[PROBLEM TO SOLVE] What lines in the following entries hold the word "infrastructure"? Copy each one.

----

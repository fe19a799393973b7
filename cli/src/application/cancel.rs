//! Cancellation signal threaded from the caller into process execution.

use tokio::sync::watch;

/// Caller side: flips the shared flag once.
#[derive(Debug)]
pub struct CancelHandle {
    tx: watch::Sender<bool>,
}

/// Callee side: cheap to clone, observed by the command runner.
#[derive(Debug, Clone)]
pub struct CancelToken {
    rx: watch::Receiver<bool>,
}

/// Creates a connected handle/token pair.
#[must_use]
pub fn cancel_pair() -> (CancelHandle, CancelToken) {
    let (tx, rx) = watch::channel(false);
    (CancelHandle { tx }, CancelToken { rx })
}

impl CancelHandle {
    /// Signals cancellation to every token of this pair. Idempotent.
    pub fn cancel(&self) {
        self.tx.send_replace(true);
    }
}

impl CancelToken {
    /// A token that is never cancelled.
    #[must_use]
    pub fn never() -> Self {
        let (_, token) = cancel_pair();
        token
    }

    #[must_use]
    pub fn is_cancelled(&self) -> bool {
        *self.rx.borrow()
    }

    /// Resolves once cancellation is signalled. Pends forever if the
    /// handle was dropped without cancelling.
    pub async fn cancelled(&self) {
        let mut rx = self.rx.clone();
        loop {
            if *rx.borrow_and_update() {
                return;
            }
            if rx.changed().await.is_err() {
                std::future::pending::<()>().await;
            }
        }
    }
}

----

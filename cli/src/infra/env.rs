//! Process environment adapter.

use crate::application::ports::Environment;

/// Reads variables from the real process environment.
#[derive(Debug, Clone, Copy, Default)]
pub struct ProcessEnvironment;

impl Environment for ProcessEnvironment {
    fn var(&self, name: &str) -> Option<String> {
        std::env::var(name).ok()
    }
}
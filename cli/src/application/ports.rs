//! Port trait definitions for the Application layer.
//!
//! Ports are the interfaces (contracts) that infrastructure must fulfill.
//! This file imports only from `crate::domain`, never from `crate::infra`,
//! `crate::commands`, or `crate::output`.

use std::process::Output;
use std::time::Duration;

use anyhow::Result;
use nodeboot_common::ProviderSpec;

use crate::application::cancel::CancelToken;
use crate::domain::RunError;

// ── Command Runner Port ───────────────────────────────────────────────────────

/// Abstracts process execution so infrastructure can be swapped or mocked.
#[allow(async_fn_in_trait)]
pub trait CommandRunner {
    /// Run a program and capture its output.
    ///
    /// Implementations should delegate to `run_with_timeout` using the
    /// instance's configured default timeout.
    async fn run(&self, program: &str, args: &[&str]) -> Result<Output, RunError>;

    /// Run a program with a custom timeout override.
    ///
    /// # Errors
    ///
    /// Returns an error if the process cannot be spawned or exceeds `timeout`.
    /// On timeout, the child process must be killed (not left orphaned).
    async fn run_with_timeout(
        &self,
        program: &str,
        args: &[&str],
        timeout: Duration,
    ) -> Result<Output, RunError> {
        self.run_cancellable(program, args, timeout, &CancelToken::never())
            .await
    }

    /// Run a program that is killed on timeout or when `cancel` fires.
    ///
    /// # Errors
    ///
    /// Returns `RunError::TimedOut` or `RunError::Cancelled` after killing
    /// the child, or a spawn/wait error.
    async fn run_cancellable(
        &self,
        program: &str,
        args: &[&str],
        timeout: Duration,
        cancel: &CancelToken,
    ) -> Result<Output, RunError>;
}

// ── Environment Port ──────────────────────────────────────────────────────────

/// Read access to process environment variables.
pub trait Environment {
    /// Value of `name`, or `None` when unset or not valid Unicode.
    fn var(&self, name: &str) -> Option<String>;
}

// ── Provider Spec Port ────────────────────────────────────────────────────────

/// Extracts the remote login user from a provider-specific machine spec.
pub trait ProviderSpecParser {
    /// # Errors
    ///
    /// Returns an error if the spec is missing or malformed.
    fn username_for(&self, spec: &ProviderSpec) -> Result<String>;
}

----

[ANSWER BOX]
//! Ports are the interfaces (contracts) that infrastructure must fulfill.
/// Abstracts process execution so infrastructure can be swapped or mocked.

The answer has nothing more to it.